PROBLEM DESCRIPTION:
What you give back should match the entries below character for character.
[PROVIDED DATA — start]
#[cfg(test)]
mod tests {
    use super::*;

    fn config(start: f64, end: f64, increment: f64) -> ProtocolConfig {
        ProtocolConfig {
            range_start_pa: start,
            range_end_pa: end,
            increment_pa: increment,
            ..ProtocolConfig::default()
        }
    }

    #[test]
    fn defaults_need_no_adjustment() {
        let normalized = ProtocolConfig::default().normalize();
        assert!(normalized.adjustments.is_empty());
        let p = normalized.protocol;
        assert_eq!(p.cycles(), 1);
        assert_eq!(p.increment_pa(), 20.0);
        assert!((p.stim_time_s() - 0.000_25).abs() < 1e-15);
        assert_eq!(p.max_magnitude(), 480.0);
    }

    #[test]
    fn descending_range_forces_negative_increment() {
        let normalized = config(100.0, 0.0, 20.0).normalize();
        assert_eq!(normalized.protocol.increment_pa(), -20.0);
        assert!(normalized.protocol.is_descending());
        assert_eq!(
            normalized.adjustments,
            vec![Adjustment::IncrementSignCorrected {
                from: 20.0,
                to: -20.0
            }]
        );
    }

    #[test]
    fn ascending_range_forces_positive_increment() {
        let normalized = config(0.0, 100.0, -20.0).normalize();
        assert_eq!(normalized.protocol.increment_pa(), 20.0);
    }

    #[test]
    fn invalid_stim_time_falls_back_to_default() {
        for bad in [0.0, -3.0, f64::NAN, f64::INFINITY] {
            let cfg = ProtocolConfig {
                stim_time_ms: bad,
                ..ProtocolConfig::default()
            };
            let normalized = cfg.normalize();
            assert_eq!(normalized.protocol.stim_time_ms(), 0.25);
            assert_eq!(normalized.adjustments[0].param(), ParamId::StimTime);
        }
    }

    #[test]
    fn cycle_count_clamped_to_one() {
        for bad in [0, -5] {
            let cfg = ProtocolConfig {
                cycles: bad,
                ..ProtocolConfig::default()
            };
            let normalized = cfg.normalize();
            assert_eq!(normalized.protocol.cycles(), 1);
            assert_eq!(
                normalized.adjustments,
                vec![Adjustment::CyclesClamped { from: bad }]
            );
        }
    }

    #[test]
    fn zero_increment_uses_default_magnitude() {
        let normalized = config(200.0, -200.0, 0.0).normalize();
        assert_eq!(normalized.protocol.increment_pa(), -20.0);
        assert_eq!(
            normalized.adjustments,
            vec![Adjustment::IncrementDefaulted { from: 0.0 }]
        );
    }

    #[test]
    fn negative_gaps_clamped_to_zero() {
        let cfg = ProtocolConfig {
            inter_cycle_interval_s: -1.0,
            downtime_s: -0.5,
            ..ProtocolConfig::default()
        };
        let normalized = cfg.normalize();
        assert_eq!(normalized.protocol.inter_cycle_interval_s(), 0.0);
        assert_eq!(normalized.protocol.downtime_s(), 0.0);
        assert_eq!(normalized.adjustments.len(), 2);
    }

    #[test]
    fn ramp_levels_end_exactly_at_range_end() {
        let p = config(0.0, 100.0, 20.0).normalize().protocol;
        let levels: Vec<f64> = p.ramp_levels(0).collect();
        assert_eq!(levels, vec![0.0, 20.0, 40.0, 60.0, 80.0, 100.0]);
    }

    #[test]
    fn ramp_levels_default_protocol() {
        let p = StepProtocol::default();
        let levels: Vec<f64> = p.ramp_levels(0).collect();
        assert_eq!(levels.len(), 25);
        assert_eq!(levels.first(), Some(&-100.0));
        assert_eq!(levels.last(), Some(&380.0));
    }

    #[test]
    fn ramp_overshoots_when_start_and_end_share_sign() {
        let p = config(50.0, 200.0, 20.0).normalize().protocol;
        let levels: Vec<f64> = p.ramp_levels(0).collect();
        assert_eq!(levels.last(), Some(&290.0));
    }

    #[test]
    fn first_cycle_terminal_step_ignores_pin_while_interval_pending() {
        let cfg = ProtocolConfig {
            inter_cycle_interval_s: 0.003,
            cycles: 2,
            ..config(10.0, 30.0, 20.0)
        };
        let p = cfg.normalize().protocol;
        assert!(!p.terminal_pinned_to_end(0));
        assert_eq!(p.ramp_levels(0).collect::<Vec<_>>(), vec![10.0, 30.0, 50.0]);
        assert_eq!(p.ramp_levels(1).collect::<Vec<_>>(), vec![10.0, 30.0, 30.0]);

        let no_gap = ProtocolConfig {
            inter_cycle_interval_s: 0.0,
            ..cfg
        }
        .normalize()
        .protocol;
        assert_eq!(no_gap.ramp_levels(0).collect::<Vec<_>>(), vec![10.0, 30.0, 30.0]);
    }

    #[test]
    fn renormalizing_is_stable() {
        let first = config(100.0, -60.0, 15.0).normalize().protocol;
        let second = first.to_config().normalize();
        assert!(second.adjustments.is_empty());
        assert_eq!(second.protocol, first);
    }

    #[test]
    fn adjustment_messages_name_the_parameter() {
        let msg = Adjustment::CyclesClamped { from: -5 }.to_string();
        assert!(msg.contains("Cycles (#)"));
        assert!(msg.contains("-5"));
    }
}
[PROVIDED DATA — finish]
RESPONSE BOX:
#[cfg(test)]
mod tests {
    use super::*;

    fn config(start: f64, end: f64, increment: f64) -> ProtocolConfig {
        ProtocolConfig {
            range_start_pa: start,
            range_end_pa: end,
            increment_pa: increment,
            ..ProtocolConfig::default()
        }
    }

    #[test]
    fn defaults_need_no_adjustment() {
        let normalized = ProtocolConfig::default().normalize();
        assert!(normalized.adjustments.is_empty());
        let p = normalized.protocol;
        assert_eq!(p.cycles(), 1);
        assert_eq!(p.increment_pa(), 20.0);
        assert!((p.stim_time_s() - 0.000_25).abs() < 1e-15);
        assert_eq!(p.max_magnitude(), 480.0);
    }

    #[test]
    fn descending_range_forces_negative_increment() {
        let normalized = config(100.0, 0.0, 20.0).normalize();
        assert_eq!(normalized.protocol.increment_pa(), -20.0);
        assert!(normalized.protocol.is_descending());
        assert_eq!(
            normalized.adjustments,
            vec![Adjustment::IncrementSignCorrected {
                from: 20.0,
                to: -20.0
            }]
        );
    }

    #[test]
    fn ascending_range_forces_positive_increment() {
        let normalized = config(0.0, 100.0, -20.0).normalize();
        assert_eq!(normalized.protocol.increment_pa(), 20.0);
    }

    #[test]
    fn invalid_stim_time_falls_back_to_default() {
        for bad in [0.0, -3.0, f64::NAN, f64::INFINITY] {
            let cfg = ProtocolConfig {
                stim_time_ms: bad,
                ..ProtocolConfig::default()
            };
            let normalized = cfg.normalize();
            assert_eq!(normalized.protocol.stim_time_ms(), 0.25);
            assert_eq!(normalized.adjustments[0].param(), ParamId::StimTime);
        }
    }

    #[test]
    fn cycle_count_clamped_to_one() {
        for bad in [0, -5] {
            let cfg = ProtocolConfig {
                cycles: bad,
                ..ProtocolConfig::default()
            };
            let normalized = cfg.normalize();
            assert_eq!(normalized.protocol.cycles(), 1);
            assert_eq!(
                normalized.adjustments,
                vec![Adjustment::CyclesClamped { from: bad }]
            );
        }
    }

    #[test]
    fn zero_increment_uses_default_magnitude() {
        let normalized = config(200.0, -200.0, 0.0).normalize();
        assert_eq!(normalized.protocol.increment_pa(), -20.0);
        assert_eq!(
            normalized.adjustments,
            vec![Adjustment::IncrementDefaulted { from: 0.0 }]
        );
    }

    #[test]
    fn negative_gaps_clamped_to_zero() {
        let cfg = ProtocolConfig {
            inter_cycle_interval_s: -1.0,
            downtime_s: -0.5,
            ..ProtocolConfig::default()
        };
        let normalized = cfg.normalize();
        assert_eq!(normalized.protocol.inter_cycle_interval_s(), 0.0);
        assert_eq!(normalized.protocol.downtime_s(), 0.0);
        assert_eq!(normalized.adjustments.len(), 2);
    }

    #[test]
    fn ramp_levels_end_exactly_at_range_end() {
        let p = config(0.0, 100.0, 20.0).normalize().protocol;
        let levels: Vec<f64> = p.ramp_levels(0).collect();
        assert_eq!(levels, vec![0.0, 20.0, 40.0, 60.0, 80.0, 100.0]);
    }

    #[test]
    fn ramp_levels_default_protocol() {
        let p = StepProtocol::default();
        let levels: Vec<f64> = p.ramp_levels(0).collect();
        assert_eq!(levels.len(), 25);
        assert_eq!(levels.first(), Some(&-100.0));
        assert_eq!(levels.last(), Some(&380.0));
    }

    #[test]
    fn ramp_overshoots_when_start_and_end_share_sign() {
        let p = config(50.0, 200.0, 20.0).normalize().protocol;
        let levels: Vec<f64> = p.ramp_levels(0).collect();
        assert_eq!(levels.last(), Some(&290.0));
    }

    #[test]
    fn first_cycle_terminal_step_ignores_pin_while_interval_pending() {
        let cfg = ProtocolConfig {
            inter_cycle_interval_s: 0.003,
            cycles: 2,
            ..config(10.0, 30.0, 20.0)
        };
        let p = cfg.normalize().protocol;
        assert!(!p.terminal_pinned_to_end(0));
        assert_eq!(p.ramp_levels(0).collect::<Vec<_>>(), vec![10.0, 30.0, 50.0]);
        assert_eq!(p.ramp_levels(1).collect::<Vec<_>>(), vec![10.0, 30.0, 30.0]);

        let no_gap = ProtocolConfig {
            inter_cycle_interval_s: 0.0,
            ..cfg
        }
        .normalize()
        .protocol;
        assert_eq!(no_gap.ramp_levels(0).collect::<Vec<_>>(), vec![10.0, 30.0, 30.0]);
    }

    #[test]
    fn renormalizing_is_stable() {
        let first = config(100.0, -60.0, 15.0).normalize().protocol;
        let second = first.to_config().normalize();
        assert!(second.adjustments.is_empty());
        assert_eq!(second.protocol, first);
    }

    #[test]
    fn adjustment_messages_name_the_parameter() {
        let msg = Adjustment::CyclesClamped { from: -5 }.to_string();
        assert!(msg.contains("Cycles (#)"));
        assert!(msg.contains("-5"));
    }
}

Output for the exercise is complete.